Sunday, September 8, 2013

Sixteenth Sunday After Pentecost (C) 2013

+ In nomine Patris et Filii et Spiritus Sancti + Amen.

Text: Luke 14:28-30
Theme: Free But Not Cheap

Dear friends in Christ Jesus,

God has made you a child, a son, an heir, and a disciple. The Spirit has grafted you into the body of Christ. Your redemption is free and your placement gratuitous; but the cost was immeasurable. What value can be placed on the blood of Jesus? Today He asks His followers to count the cost and bear their crosses. Admirers are not the same as disciples. Discipleship demands real change. It necessitates a reordering of priorities driven by an altered viewpoint and perspective on life.
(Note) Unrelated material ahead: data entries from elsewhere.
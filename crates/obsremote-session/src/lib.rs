//! Session engine for obsremote: correlation, state, and authentication.
//!
//! This crate owns the stateful pieces that sit between the protocol
//! types and the client surface:
//!
//! 1. **Request correlation** — every outbound request gets a fresh
//!    identifier and a slot where its eventual response lands
//!    ([`RequestCorrelator`]).
//! 2. **Session state** — the connect → authenticate → ready lifecycle
//!    ([`SessionState`]).
//! 3. **Authentication** — the two-round salted-digest handshake
//!    ([`DigestProvider`], [`negotiate`]).
//!
//! # How it fits in the stack
//!
//! ```text
//! Client layer (above)  ← drives connect/auth, issues typed requests
//!     ↕
//! Session layer (this crate)  ← identifiers, pending table, auth math
//!     ↕
//! Protocol layer (below)  ← envelope and notification types
//! ```

mod auth;
mod correlator;
mod error;
mod session;

pub use auth::{
    negotiate, remaining_attempts, AuthChallenge, DigestProvider,
    Sha256Digest, REMAINING_ATTEMPTS_OFFSET,
};
pub use correlator::{MessageId, RequestCorrelator};
pub use error::SessionError;
pub use session::SessionState;
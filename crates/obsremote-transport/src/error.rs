/// Errors that can occur in the transport layer.
#[derive(Debug, thiserror::Error)]
pub enum TransportError {
    /// Establishing the connection failed (DNS, TCP, or the WebSocket
    /// handshake itself).
    #[error("connect failed: {0}")]
    ConnectFailed(#[source] std::io::Error),

    /// Sending a frame failed.
    #[error("send failed: {0}")]
    SendFailed(#[source] std::io::Error),

    /// Receiving a frame failed.
    #[error("receive failed: {0}")]
    ReceiveFailed(#[source] std::io::Error),

    /// The connection was closed.
    #[error("connection closed: {0}")]
    ConnectionClosed(String),
}
//! Integration tests for the WebSocket client transport.
//!
//! These tests spin up a real WebSocket server (raw `tokio-tungstenite`
//! acceptor) and dial it with [`WebSocketConnection`] to verify that text
//! frames actually flow over the network, that the subprotocol is offered
//! during the handshake, and that clean closes surface as `None`.

#[cfg(feature = "websocket")]
mod websocket {
    use futures_util::{SinkExt, StreamExt};
    use obsremote_transport::{Connection, Transport, WebSocketTransport};
    use tokio::net::TcpListener;
    use tokio_tungstenite::tungstenite::handshake::server::{
        Request, Response,
    };
    use tokio_tungstenite::tungstenite::http::header::SEC_WEBSOCKET_PROTOCOL;
    use tokio_tungstenite::tungstenite::Message;

    type ServerWs =
        tokio_tungstenite::WebSocketStream<tokio::net::TcpStream>;

    /// Binds a listener on an OS-assigned port and accepts one WebSocket
    /// connection, capturing the subprotocol the client offered.
    async fn accept_one(
        listener: TcpListener,
    ) -> (ServerWs, Option<String>) {
        let (stream, _) = listener.accept().await.expect("should accept");

        let mut offered = None;
        let ws = tokio_tungstenite::accept_hdr_async(
            stream,
            |req: &Request, mut resp: Response| {
                if let Some(proto) =
                    req.headers().get(SEC_WEBSOCKET_PROTOCOL)
                {
                    offered =
                        Some(proto.to_str().unwrap_or_default().to_owned());
                    resp.headers_mut()
                        .insert(SEC_WEBSOCKET_PROTOCOL, proto.clone());
                }
                Ok(resp)
            },
        )
        .await
        .expect("handshake should succeed");

        (ws, offered)
    }

    #[tokio::test]
    async fn test_connect_offers_subprotocol_and_exchanges_text() {
        let listener = TcpListener::bind("127.0.0.1:0")
            .await
            .expect("should bind");
        let addr = listener.local_addr().unwrap();

        let server = tokio::spawn(accept_one(listener));

        let transport = WebSocketTransport;
        let conn = transport
            .connect(&format!("ws://{addr}"), "obsapi")
            .await
            .expect("client should connect");
        assert!(conn.id().into_inner() > 0);

        let (mut server_ws, offered) = server.await.unwrap();
        assert_eq!(offered.as_deref(), Some("obsapi"));

        // --- Client sends, server receives ---
        conn.send(r#"{"request-type":"GetVersion","message-id":"1"}"#)
            .await
            .expect("send should succeed");
        let msg = server_ws.next().await.unwrap().unwrap();
        assert_eq!(
            msg.into_text().unwrap().as_str(),
            r#"{"request-type":"GetVersion","message-id":"1"}"#
        );

        // --- Server sends, client receives ---
        server_ws
            .send(Message::text(r#"{"status":"ok","message-id":"1"}"#))
            .await
            .unwrap();
        let received = conn
            .recv()
            .await
            .expect("recv should succeed")
            .expect("should have a frame");
        assert_eq!(received, r#"{"status":"ok","message-id":"1"}"#);
    }

    #[tokio::test]
    async fn test_recv_returns_none_on_server_close() {
        let listener = TcpListener::bind("127.0.0.1:0")
            .await
            .expect("should bind");
        let addr = listener.local_addr().unwrap();

        let server = tokio::spawn(accept_one(listener));

        let conn = WebSocketTransport
            .connect(&format!("ws://{addr}"), "obsapi")
            .await
            .expect("client should connect");

        let (mut server_ws, _) = server.await.unwrap();
        server_ws.send(Message::Close(None)).await.unwrap();

        let result = conn.recv().await.expect("recv should not error");
        assert!(result.is_none(), "should return None on server close");
    }

    #[tokio::test]
    async fn test_binary_utf8_frames_are_delivered_as_text() {
        let listener = TcpListener::bind("127.0.0.1:0")
            .await
            .expect("should bind");
        let addr = listener.local_addr().unwrap();

        let server = tokio::spawn(accept_one(listener));

        let conn = WebSocketTransport
            .connect(&format!("ws://{addr}"), "obsapi")
            .await
            .expect("client should connect");

        let (mut server_ws, _) = server.await.unwrap();
        server_ws
            .send(Message::Binary(
                br#"{"update-type":"Exit"}"#.to_vec().into(),
            ))
            .await
            .unwrap();

        let received = conn.recv().await.unwrap().unwrap();
        assert_eq!(received, r#"{"update-type":"Exit"}"#);
    }

    #[tokio::test]
    async fn test_connect_refused_surfaces_error() {
        // Nothing is listening on this address.
        let result = WebSocketTransport
            .connect("ws://127.0.0.1:9", "obsapi")
            .await;
        assert!(result.is_err());
    }

    #[tokio::test]
    async fn test_connection_ids_are_unique_per_dial() {
        let listener = TcpListener::bind("127.0.0.1:0")
            .await
            .expect("should bind");
        let addr = listener.local_addr().unwrap();

        let server = tokio::spawn(async move {
            let (a, _) = listener.accept().await.unwrap();
            let _ws_a = tokio_tungstenite::accept_async(a).await.unwrap();
            let (b, _) = listener.accept().await.unwrap();
            let _ws_b = tokio_tungstenite::accept_async(b).await.unwrap();
            (_ws_a, _ws_b)
        });

        let first = WebSocketTransport
            .connect(&format!("ws://{addr}"), "obsapi")
            .await
            .unwrap();
        let second = WebSocketTransport
            .connect(&format!("ws://{addr}"), "obsapi")
            .await
            .unwrap();
        let _streams = server.await.unwrap();

        assert_ne!(first.id(), second.id());
    }
}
A biblical perspective on life always begins with an honest recognition of our independent status before God. How do we fare when we stand alone? Jeremiah was sent to the potter’s house. There he witnessed an object lesson that was intended to help call the people to repentance. “Like clay in the hand of the potter, so are you in my hand, O house of Israel,”1said the Lord. It remains a stinging reminder that we are not masters of our own domains: He is the potter, we are the clay. Repentance is as much a confession of our frail mortality as it is being sorry for particular sins.

If we had hoped our independence would bring us freedom we soon learn that it means nothing less than bondage to sin. Here enters the Saviour. He comes as Shepherd seeking the lost sheep. He sends the Advocate and mirrors the image of the Father. The believer never stands independently before God because he or she stands in Christ. Never again are we autonomous, nor would we want to be. This fact is a true Sabbath rest for the soul.

The conscience can only be put at rest when it knows the blood of Christ has satisfied the cost of redemption. As soon as we try to factor in our merits, contributions, or even good intentions we confuse the issue and are sure to lose the heart of the gospel. The Reformers said this, “This whole teaching is to be referred to that conflict of the terrified conscience, nor can it be understood apart from that conflict. Accordingly inexperienced and profane men, who dream that Christian righteousness is nothing else than civil or philosophical righteousness, have bad judgment concerning this teaching.”2

Security in the gospel, however, does not mean we are resting on our laurels. The maturing of our faith is not programmatic. There is no simple formula. Your faith may mature as you witness more fully God’s very tangible goodness. Perhaps you are cured from serious illness, spared from a dangerous situation, blessed with material prosperity, or affirmed and valued in your vocation personally or professionally. But your faith is much more likely to mature in the crucible of trial. This may involve betrayal in broken relationships, cynicism in professional pursuits or opposition to Christian values. The deeper our cry for mercy the nearer we are to a compassionate God.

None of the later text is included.